Con una agenda cargada de integración, acuerdos internacionales y el traspaso de la Presidencia Pro Témpore, el país volverá a situarse en el centro de las decisiones regionales.
Este lunes 29 de junio comenzarán las reuniones preparatorias de la LXVII Cumbre del Mercosur y Estados Asociados, mientras que el martes 30 se desarrollará el encuentro de los jefes de Estado en la sede de la CONMEBOL, en Luque, dentro del área metropolitana de Asunción. Durante ambas jornadas, Paraguay concentrará la atención política de Sudamérica al recibir a los mandatarios y delegaciones de los países miembros y asociados del bloque.
La cumbre marcará además el cierre de la Presidencia Pro Témpore ejercida por Paraguay durante el primer semestre del año y el traspaso de la conducción del Mercosur a Uruguay para los próximos seis meses.
Una agenda con fuerte contenido económico
Los principales temas estarán vinculados al fortalecimiento del comercio internacional y la apertura de nuevos mercados para el bloque.
Uno de los puntos de mayor expectativa es el avance de las negociaciones para un acuerdo comercial entre el Mercosur y Canadá. Los equipos técnicos trabajaron intensamente en las últimas semanas con el objetivo de acercar posiciones y permitir que los presidentes analicen un texto con importantes avances. De concretarse, el bloque daría otro paso en su estrategia de ampliar su red de acuerdos comerciales con economías desarrolladas.
También ocuparán un lugar destacado los avances del acuerdo con la Asociación Europea de Libre Comercio (EFTA), la implementación del entendimiento comercial con la Unión Europea, las negociaciones iniciadas con Japón y el futuro del Fondo para la Convergencia Estructural del Mercosur (FOCEM), considerado uno de los principales instrumentos de financiamiento para proyectos de infraestructura e integración regional.
Paraguay busca dejar una marca en el bloque
Durante los últimos seis meses, Paraguay encabezó la agenda regional impulsando una mayor apertura comercial, el fortalecimiento de las relaciones con nuevos socios estratégicos y la búsqueda de consensos entre los países miembros.
La cumbre servirá para presentar el balance de esa gestión y definir la hoja de ruta que continuará bajo la Presidencia Pro Témpore uruguaya. El encuentro coincide además con el año en que el Mercosur conmemora los 35 años del Tratado de Asunción, documento fundacional firmado en 1991 precisamente en la capital paraguaya.
Seguridad y organización en su etapa final
Las autoridades nacionales ultimaron el operativo de seguridad, logística y protocolo para recibir a las delegaciones extranjeras.

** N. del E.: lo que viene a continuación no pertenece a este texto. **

use std::fmt;

use serde::Serialize;

use super::runner::EvaluationSummary;

/// Baselines smaller than this in magnitude yield no percentage.
const PCT_EPS: f64 = 1e-12;

/// Which direction counts as better for a metric.
#[derive(Debug, Clone, Copy, PartialEq, Eq, Serialize)]
#[serde(rename_all = "snake_case")]
pub enum Objective {
    Higher,
    Lower,
    /// Reported but never scored.
    Neutral,
}

/// One metric compared between two policies.
#[derive(Debug, Clone, PartialEq, Serialize)]
pub struct MetricComparison {
    pub metric: &'static str,
    pub objective: Objective,
    pub baseline: f64,
    pub candidate: f64,
    /// `candidate - baseline`.
    pub delta: f64,
    pub improved: Option<bool>,
    pub improvement_pct: Option<f64>,
}

/// Side-by-side comparison of two evaluation summaries.
#[derive(Debug, Clone, PartialEq, Serialize)]
pub struct ComparisonReport {
    pub baseline_policy: String,
    pub candidate_policy: String,
    pub episodes: usize,
    pub metrics: Vec<MetricComparison>,
    pub improved_metric_count: usize,
    pub compared_metric_count: usize,
}

fn improvement(baseline: f64, candidate: f64, objective: Objective) -> (Option<bool>, Option<f64>) {
    let (improved, gain) = match objective {
        Objective::Neutral => return (None, None),
        Objective::Higher => (candidate > baseline, candidate - baseline),
        Objective::Lower => (candidate < baseline, baseline - candidate),
    };
    if baseline.abs() < PCT_EPS {
        (Some(improved), None)
    } else {
        (Some(improved), Some(gain / baseline.abs() * 100.0))
    }
}

/// Compares a candidate policy against a baseline metric by metric.
pub fn compare_summaries(
    baseline: &EvaluationSummary,
    candidate: &EvaluationSummary,
) -> ComparisonReport {
    let specs: [(&'static str, Objective, fn(&EvaluationSummary) -> f64); 10] = [
        ("avg_reward", Objective::Higher, |s| s.avg_reward),
        ("avg_grid_cost", Objective::Lower, |s| s.avg_grid_cost),
        ("avg_degradation_cost", Objective::Lower, |s| {
            s.avg_degradation_cost
        }),
        ("avg_penalty_cost", Objective::Lower, |s| s.avg_penalty_cost),
        ("avg_unmet_load_kwh", Objective::Lower, |s| {
            s.avg_unmet_load_kwh
        }),
        ("avg_curtailed_kwh", Objective::Lower, |s| s.avg_curtailed_kwh),
        ("avg_import_kwh", Objective::Lower, |s| s.avg_import_kwh),
        ("avg_export_kwh", Objective::Neutral, |s| s.avg_export_kwh),
        ("avg_battery_throughput_kwh", Objective::Lower, |s| {
            s.avg_battery_throughput_kwh
        }),
        ("avg_safety_overrides", Objective::Lower, |s| {
            s.avg_safety_overrides
        }),
    ];

    let metrics: Vec<MetricComparison> = specs
        .iter()
        .map(|&(metric, objective, get)| {
            let b = get(baseline);
            let c = get(candidate);
            let (improved, improvement_pct) = improvement(b, c, objective);
            MetricComparison {
                metric,
                objective,
                baseline: b,
                candidate: c,
                delta: c - b,
                improved,
                improvement_pct,
            }
        })
        .collect();

    let compared_metric_count = metrics.iter().filter(|m| m.improved.is_some()).count();
    let improved_metric_count = metrics.iter().filter(|m| m.improved == Some(true)).count();

    ComparisonReport {
        baseline_policy: baseline.policy.clone(),
        candidate_policy: candidate.policy.clone(),
        episodes: baseline.episodes.min(candidate.episodes),
        metrics,
        improved_metric_count,
        compared_metric_count,
    }
}

impl fmt::Display for ComparisonReport {
    fn fmt(&self, f: &mut fmt::Formatter<'_>) -> fmt::Result {
        writeln!(
            f,
            "--- Comparison: {} vs {} ({} episodes) ---",
            self.candidate_policy, self.baseline_policy, self.episodes
        )?;
        for m in &self.metrics {
            let mark = match m.improved {
                Some(true) => "+",
                Some(false) => "-",
                None => " ",
            };
            let pct = m
                .improvement_pct
                .map(|p| format!("{p:+.1}%"))
                .unwrap_or_else(|| "n/a".into());
            writeln!(
                f,
                "{mark} {:<28} {:>12.3} -> {:>12.3} ({pct})",
                m.metric, m.baseline, m.candidate
            )?;
        }
        write!(
            f,
            "Improved {}/{} scored metrics",
            self.improved_metric_count, self.compared_metric_count
        )
    }
}
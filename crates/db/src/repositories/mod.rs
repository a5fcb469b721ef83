//! Repository layer.
//!
//! Each repository is a zero-sized struct providing async CRUD methods
//! that accept `&PgPool` as the first argument.

pub mod draw_request_repo;
pub mod project_repo;

pub use draw_request_repo::DrawRequestRepo;
pub use project_repo::ProjectRepo;
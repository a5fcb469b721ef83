use std::net::SocketAddr;
use std::sync::Arc;

use tracing_subscriber::{layer::SubscriberExt, util::SubscriberInitExt};

use sitedraw_api::config::{LogFormat, ServerConfig};
use sitedraw_api::router::build_app_router;
use sitedraw_api::state::AppState;

#[tokio::main]
async fn main() -> Result<(), Box<dyn std::error::Error>> {
    dotenvy::dotenv().ok();

    // --- Configuration ---
    let config = ServerConfig::from_env()?;

    // --- Tracing ---
    let filter = tracing_subscriber::EnvFilter::try_from_default_env()
        .unwrap_or_else(|_| "sitedraw_api=debug,sitedraw_db=debug,tower_http=debug".into());
    let registry = tracing_subscriber::registry().with(filter);
    match config.log_format {
        LogFormat::Json => registry.with(tracing_subscriber::fmt::layer().json()).init(),
        LogFormat::Pretty => registry.with(tracing_subscriber::fmt::layer()).init(),
    }
    tracing::info!(host = %config.host, port = %config.port, "Loaded server configuration");

    // --- Database ---
    let pool = sitedraw_db::create_pool(&config.database_url, config.db_max_connections).await?;
    tracing::info!(max_connections = config.db_max_connections, "Database connection pool created");

    sitedraw_db::health_check(&pool).await?;
    tracing::info!("Database health check passed");

    sitedraw_db::run_migrations(&pool).await?;
    tracing::info!("Database migrations applied");

    // --- App state ---
    let state = AppState {
        pool: pool.clone(),
        config: Arc::new(config.clone()),
    };

    // --- Router ---
    let app = build_app_router(state, &config);

    // --- Start server ---
    let addr = SocketAddr::new(config.host.parse()?, config.port);
    tracing::info!(%addr, "Starting server");

    let listener = tokio::net::TcpListener::bind(addr).await?;
    axum::serve(listener, app)
        .with_graceful_shutdown(shutdown_signal())
        .await?;

    tracing::info!("Server stopped accepting connections, closing database pool");
    pool.close().await;
    tracing::info!("Graceful shutdown complete");
    Ok(())
}

/// Wait for a termination signal to initiate graceful shutdown.
///
/// Handles both SIGINT (Ctrl-C) and SIGTERM (on Unix).
async fn shutdown_signal() {
    let ctrl_c = async {
        if let Err(err) = tokio::signal::ctrl_c().await {
            tracing::error!(error = %err, "Failed to listen for Ctrl-C");
            std::future::pending::<()>().await;
        }
    };

    #[cfg(unix)]
    let terminate = async {
        match tokio::signal::unix::signal(tokio::signal::unix::SignalKind::terminate()) {
            Ok(mut signal) => {
                signal.recv().await;
            }
            Err(err) => {
                tracing::error!(error = %err, "Failed to install SIGTERM handler");
                std::future::pending::<()>().await;
            }
        }
    };

    #[cfg(not(unix))]
    let terminate = std::future::pending::<()>();

    tokio::select! {
        () = ctrl_c => tracing::info!("Received Ctrl-C, starting graceful shutdown"),
        () = terminate => tracing::info!("Received SIGTERM, starting graceful shutdown"),
    }
}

Las acreditaciones internacionales ya fueron habilitadas y se prevé un amplio despliegue de efectivos policiales, militares y personal especializado para garantizar el normal desarrollo de todas las actividades oficiales. La sede de la CONMEBOL albergará las reuniones ministeriales del lunes y la cumbre presidencial del martes.
Una oportunidad para proyectar a Paraguay
La realización de la cumbre representa uno de los eventos diplomáticos más importantes del año para el país. Además del impacto político, Paraguay tendrá la oportunidad de mostrarse como anfitrión de una de las principales instancias de integración de América del Sur, en un escenario marcado por los desafíos del comercio internacional, la competencia geopolítica y la necesidad de fortalecer los mecanismos de cooperación regional.
Las decisiones que adopten los presidentes durante esta reunión podrían definir el ritmo de las futuras negociaciones comerciales del Mercosur, consolidar nuevos acuerdos estratégicos y establecer las prioridades que orientarán al bloque durante el segundo semestre de 2026.